Serves no useful purpose, looks feck ugly and costs you £20 (plus you have to drill your beak so you're stuffed if you change your mind...)
 
Whoever thought that adapting car bonnert bra's to bikes obviously realised there are/are likely to be people in this world with no taste.

"They will not fit the R1150GS models, sold out" - Please tell us who these muppets are so we can perfusely percuss their skulls then rescue their poor motorcycle from the proliferation of tat!
 
I was out for a ride yesterday and the sun was in my eyes most of the time, you see I live in Hobart Tasmania and at this time of the year the sun is very low in the sky.

My helmet has a flip down dark lens but the sun was still very annoying, got the shits so turned around and went home.

Any way I was thinking, if I screw one of those thinggies to the front of my helmet that would help with the sun.

It also could be used when riding out bush to scoop water from the creek for drinking.

Then after lunch and a coffee I always get the urge for a shit, it could also be used to dig a hole to bury the turd, by then I would have to make sure that I burry the the correct turd and if I can't tell them apart, a clue is the smelly one.
 
You can add the "tool tube" to the list of the most pointless accessory.
 
You can add the "tool tube" to the list of the most pointless accessory.

Agreed....feck!

One arrived courtesy of Fleabay today and I can't find anywhere suitable to fix the bloody thing on...except on the bottom of the R/H system pannier :rolleyes:
 
I was out for a ride yesterday and the sun was in my eyes most of the time, you see I live in Hobart Tasmania and at this time of the year the sun is very low in the sky.

My helmet has a flip down dark lens but the sun was still very annoying, got the shits so turned around and went home.

Any way I was thinking, if I screw one of those thinggies to the front of my helmet that would help with the sun.

It also could be used when riding out bush to scoop water from the creek for drinking.

Then after lunch and a coffee I always get the urge for a shit, it could also be used to dig a hole to bury the turd, by then I would have to make sure that I burry the the correct turd and if I can't tell them apart, a clue is the smelly one.
While i admire your inventive spirit and dexterous approach :clap
Arai have already done this and called it the 'Tour X' :blast
 
You can add the "tool tube" to the list of the most pointless accessory.
As the product of a catholic upbringing, i was taught to wear a talisman about my body to ward off all kinds of evils stuff and things.
The user of a tube for tools :augie is thinking on the same lines ~ adorn the Bike with it and it wont be needed.
This is however no guarantee.
I am now a lapsed catholic.

~~
:marc
 
Agreed....feck!

One arrived courtesy of Fleabay today and I can't find anywhere suitable to fix the bloody thing on...except on the bottom of the R/H system pannier :rolleyes:

Yup.
I bought one when it was the the 'must have' accessory.
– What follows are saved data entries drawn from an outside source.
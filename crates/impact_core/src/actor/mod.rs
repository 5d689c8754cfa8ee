//! Ownership, stat and health capabilities
//!
//! Damageable entities expose a root owner (faction + entity) so that composite
//! multi-part entities share one identity. The core only reads these capabilities
//! through [`ActorProvider`]; [`Roster`] is the in-crate implementation.

mod roster;
mod stats;

pub use roster::{Actor, Health, Roster};
pub use stats::{Stat, StatSheet};

use crate::damage::DamageApplication;
use crate::foundation::collections::{ActorId, TargetId};
use serde::{Deserialize, Serialize};

/// Faction identifier; equal factions never damage each other
#[derive(Debug, Clone, Copy, PartialEq, Eq, Hash, PartialOrd, Ord, Serialize, Deserialize)]
pub struct Faction(pub u16);

impl Faction {
    /// Conventional player faction
    pub const PLAYER: Faction = Faction(0);
    /// Conventional enemy faction
    pub const ENEMY: Faction = Faction(1);
    /// Conventional neutral faction
    pub const NEUTRAL: Faction = Faction(2);
}

/// Canonical identity of a (possibly composite) damageable entity
#[derive(Debug, Clone, Copy, PartialEq, Eq, Hash)]
pub struct RootOwner {
    /// Root entity of the ownership chain
    pub actor: ActorId,
    /// Effective faction (after any manipulated-by override)
    pub faction: Faction,
}

/// Ownership, stat and health provider consumed by the damage pipeline
///
/// All queries are made fresh per resolution; the core never caches answers
/// across ticks and never mutates stats.
pub trait ActorProvider {
    /// Whether the collider still exists (false = stale reference)
    fn is_valid(&self, target: TargetId) -> bool;

    /// Direct owner of a collider, `None` for neutral geometry
    fn owner_of(&self, target: TargetId) -> Option<ActorId>;

    /// Resolve the root owner of an actor
    fn root_owner(&self, actor: ActorId) -> Option<RootOwner>;

    /// Read a named stat (0.0 when the actor does not carry it)
    fn stat(&self, actor: ActorId, stat: Stat) -> f32;

    /// Apply damage through the actor's health capability
    ///
    /// Returns `false` when the actor cannot receive damage.
    fn apply_damage(&mut self, actor: ActorId, damage: &DamageApplication) -> bool;
}
//! # Impact Core
//!
//! Hit detection and damage resolution for real-time action simulations.
//!
//! ## Features
//!
//! - **Detectors**: line/polyline, point-forward raycast, swept sphere, overlap
//!   tracking, single-target proximity and on-demand area bursts
//! - **Scheduler**: double-buffered registration, per-detector check throttling and
//!   hit-history expiry, all driven by the frame delta-time
//! - **Damage pipeline**: ownership vetoes, block and crit rolls, pierce-scaled damage
//! - **Piercing**: finite or unlimited pierce budgets with a probabilistic gate
//!
//! ## Quick Start
//!
//! ```rust,no_run
//! use impact_core::prelude::*;
//!
//! fn main() -> Result<(), ImpactError> {
//!     let mut world = SphereWorld::new();
//!     let mut roster = Roster::new();
//!     let mut pool = ObjectPool::new();
//!
//!     let player = roster.spawn(Faction::PLAYER);
//!     let grunt = roster.spawn_with_health(Faction::ENEMY, 30.0);
//!     let body = world.add(Vec3::new(0.0, 0.0, 5.0), 1.0, HitLayers::ENEMY);
//!     roster.attach_collider(body, Some(grunt));
//!
//!     let mut scheduler = Scheduler::new(ImpactConfig::default())?;
//!     let bolt = DetectorBuilder::point_forward(PointForwardDetector::new())
//!         .owner(player)
//!         .dealer(DamageDealer::new(10.0, DamageType::Energy))
//!         .build(&scheduler.config().defaults)?;
//!     let id = scheduler.spawn(bolt)?;
//!
//!     for step in 1..=10 {
//!         scheduler.set_position(id, Vec3::new(0.0, 0.0, step as f32));
//!         let mut services = Services {
//!             spatial: &world,
//!             actors: &mut roster,
//!             pool: &mut pool,
//!         };
//!         scheduler.tick(1.0 / 60.0, &mut services);
//!     }
//!     Ok(())
//! }
//! ```

#![warn(missing_docs)]
#![warn(clippy::all, clippy::pedantic, clippy::nursery)]
#![allow(clippy::module_name_repetitions, clippy::similar_names, clippy::too_many_arguments)]

pub mod foundation;
pub mod config;
pub mod physics;
pub mod spatial;
pub mod actor;
pub mod events;
pub mod pool;
pub mod detection;
pub mod damage;
pub mod scheduler;

mod error;

pub use error::ImpactError;

#[cfg(test)]
mod tests;

/// Common imports for engine users
pub mod prelude {
    pub use crate::{
        actor::{ActorProvider, Faction, Roster, RootOwner, Stat, StatSheet},
        config::{Config, ImpactConfig},
        damage::{DamageApplication, DamageDealer, DamageType, Resolution},
        detection::{
            AreaWhen, Detector, DetectorBuilder, DetectorKind, HitObserver, LineDetector,
            PointForwardDetector, SideEffect, TriggerMode,
        },
        events::{CombatEvent, CombatEventBus, EventType},
        foundation::{
            collections::{ActorId, DetectorId, ObjectHandle, PrefabId, TargetId},
            math::Vec3,
        },
        physics::HitLayers,
        pool::{ObjectPool, PoolService, Retirement, Teardown, TeardownPolicy},
        scheduler::{Scheduler, SchedulerHandle, Services},
        spatial::{SpatialBackend, SphereWorld},
        ImpactError,
    };
}
//! In-crate ownership provider
//!
//! Stores actors (owning entities) with faction, optional parent for composite
//! entities, optional possession override, health and stats, plus the mapping
//! from colliders to their owners.

use super::{ActorProvider, Faction, RootOwner, Stat, StatSheet};
use crate::damage::DamageApplication;
use crate::foundation::collections::{ActorId, SecondaryMap, SlotMap, TargetId};
use log::warn;

/// Longest parent chain followed before giving up (guards against cycles)
const MAX_OWNER_DEPTH: usize = 16;

/// Health pool of a damageable actor
#[derive(Debug, Clone, Copy, PartialEq)]
pub struct Health {
    /// Current health
    pub current: f32,
    /// Maximum health
    pub max: f32,
}

impl Health {
    /// Full health pool
    pub fn new(max: f32) -> Self {
        Self { current: max, max }
    }

    /// Subtract damage, returning the amount actually removed
    pub fn apply(&mut self, amount: f32) -> f32 {
        let dealt = amount.max(0.0).min(self.current);
        self.current -= dealt;
        dealt
    }

    /// Whether the pool is empty
    pub fn is_depleted(&self) -> bool {
        self.current <= 0.0
    }
}

/// An owning entity
#[derive(Debug, Clone)]
pub struct Actor {
    /// Own faction (ignored for parts, which resolve through their root)
    pub faction: Faction,
    /// Parent for composite multi-part entities
    pub parent: Option<ActorId>,
    /// Possession-style override of the effective faction
    pub manipulated_by: Option<ActorId>,
    /// Health capability, `None` for actors that cannot take damage
    pub health: Option<Health>,
    /// Stat snapshot
    pub stats: StatSheet,
    /// Number of damage applications received
    pub hits_taken: u32,
    /// Total damage received
    pub damage_taken: f32,
}

impl Actor {
    fn new(faction: Faction) -> Self {
        Self {
            faction,
            parent: None,
            manipulated_by: None,
            health: None,
            stats: StatSheet::new(),
            hits_taken: 0,
            damage_taken: 0.0,
        }
    }
}

/// Actor registry implementing [`ActorProvider`]
#[derive(Debug, Default)]
pub struct Roster {
    actors: SlotMap<ActorId, Actor>,
    colliders: SecondaryMap<TargetId, Option<ActorId>>,
}

impl Roster {
    /// Create an empty roster
    pub fn new() -> Self {
        Self::default()
    }

    /// Add a root actor
    pub fn spawn(&mut self, faction: Faction) -> ActorId {
        self.actors.insert(Actor::new(faction))
    }

    /// Add a root actor with a health pool
    pub fn spawn_with_health(&mut self, faction: Faction, max_health: f32) -> ActorId {
        let id = self.spawn(faction);
        self.actors[id].health = Some(Health::new(max_health));
        id
    }

    /// Add a part of a composite entity; it resolves to its parent's root
    pub fn spawn_part(&mut self, parent: ActorId) -> Option<ActorId> {
        let faction = self.actors.get(parent)?.faction;
        let mut part = Actor::new(faction);
        part.parent = Some(parent);
        Some(self.actors.insert(part))
    }

    /// Remove an actor and invalidate every collider it owned
    pub fn despawn(&mut self, actor: ActorId) -> Option<Actor> {
        let removed = self.actors.remove(actor)?;
        let owned: Vec<TargetId> = self
            .colliders
            .iter()
            .filter(|(_, owner)| **owner == Some(actor))
            .map(|(target, _)| target)
            .collect();
        for target in owned {
            self.colliders.remove(target);
        }
        Some(removed)
    }

    /// Look up an actor
    pub fn actor(&self, actor: ActorId) -> Option<&Actor> {
        self.actors.get(actor)
    }

    /// Look up an actor mutably
    pub fn actor_mut(&mut self, actor: ActorId) -> Option<&mut Actor> {
        self.actors.get_mut(actor)
    }

    /// Current health of an actor
    pub fn health(&self, actor: ActorId) -> Option<Health> {
        self.actors.get(actor).and_then(|a| a.health)
    }

    /// Give an actor a fresh health pool
    pub fn set_health(&mut self, actor: ActorId, max: f32) {
        if let Some(a) = self.actors.get_mut(actor) {
            a.health = Some(Health::new(max));
        }
    }

    /// Replace an actor's stats
    pub fn set_stats(&mut self, actor: ActorId, stats: StatSheet) {
        if let Some(a) = self.actors.get_mut(actor) {
            a.stats = stats;
        }
    }

    /// Set one stat on an actor
    pub fn set_stat(&mut self, actor: ActorId, stat: Stat, value: f32) {
        if let Some(a) = self.actors.get_mut(actor) {
            a.stats.set(stat, value);
        }
    }

    /// Set or clear the possession override on an actor
    pub fn set_manipulated_by(&mut self, actor: ActorId, manipulator: Option<ActorId>) {
        if let Some(a) = self.actors.get_mut(actor) {
            a.manipulated_by = manipulator;
        }
    }

    /// Declare a collider, owned by `owner` or neutral geometry when `None`
    pub fn attach_collider(&mut self, target: TargetId, owner: Option<ActorId>) {
        self.colliders.insert(target, owner);
    }

    /// Forget a collider; later references to it are stale
    pub fn detach_collider(&mut self, target: TargetId) {
        self.colliders.remove(target);
    }

    /// Number of live actors
    pub fn len(&self) -> usize {
        self.actors.len()
    }

    /// Whether the roster has no actors
    pub fn is_empty(&self) -> bool {
        self.actors.is_empty()
    }

    fn root_of(&self, actor: ActorId) -> Option<ActorId> {
        let mut current = actor;
        for _ in 0..MAX_OWNER_DEPTH {
            let entry = self.actors.get(current)?;
            match entry.parent {
                Some(parent) if self.actors.contains_key(parent) => current = parent,
                Some(_) => {
                    warn!("Actor {:?} has a dangling parent; treating it as root", current);
                    return Some(current);
                }
                None => return Some(current),
            }
        }
        warn!("Ownership chain of {:?} exceeds {} links; possible cycle", actor, MAX_OWNER_DEPTH);
        None
    }
}

impl ActorProvider for Roster {
    fn is_valid(&self, target: TargetId) -> bool {
        match self.colliders.get(target) {
            Some(Some(owner)) => self.actors.contains_key(*owner),
            Some(None) => true,
            None => false,
        }
    }

    fn owner_of(&self, target: TargetId) -> Option<ActorId> {
        self.colliders.get(target).copied().flatten()
    }

    fn root_owner(&self, actor: ActorId) -> Option<RootOwner> {
        let root = self.root_of(actor)?;
        let mut faction = self.actors[root].faction;

        // The manipulator's own override is not followed, so chains cannot loop
        if let Some(manipulator) = self.actors[root].manipulated_by {
            match self.root_of(manipulator) {
                Some(manipulator_root) => faction = self.actors[manipulator_root].faction,
                None => warn!("Manipulator {:?} of {:?} is gone; keeping own faction", manipulator, root),
            }
        }

        Some(RootOwner { actor: root, faction })
    }

    fn stat(&self, actor: ActorId, stat: Stat) -> f32 {
        self.actors.get(actor).map_or(0.0, |a| a.stats.get(stat))
    }

    fn apply_damage(&mut self, actor: ActorId, damage: &DamageApplication) -> bool {
        let Some(entry) = self.actors.get_mut(actor) else {
            return false;
        };
        let Some(health) = entry.health.as_mut() else {
            return false;
        };

        let dealt = health.apply(damage.amount);
        entry.hits_taken += 1;
        entry.damage_taken += dealt;
        true
    }
}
I fitted it to someone else's bike when I realised that it was impossible to mount anywhere reasonably on my 1100 and even if fitted was feck all use for actually carrying real world stuff.
 
I giggle at most GS accessories. I passed two loaded up GS's on the M25 recently and I was agog at the amount of bling and luggage carried. I have a manky Honda topbox bodged onto mine and a sticky pad that stops me phone falling off when I am standing near the bike.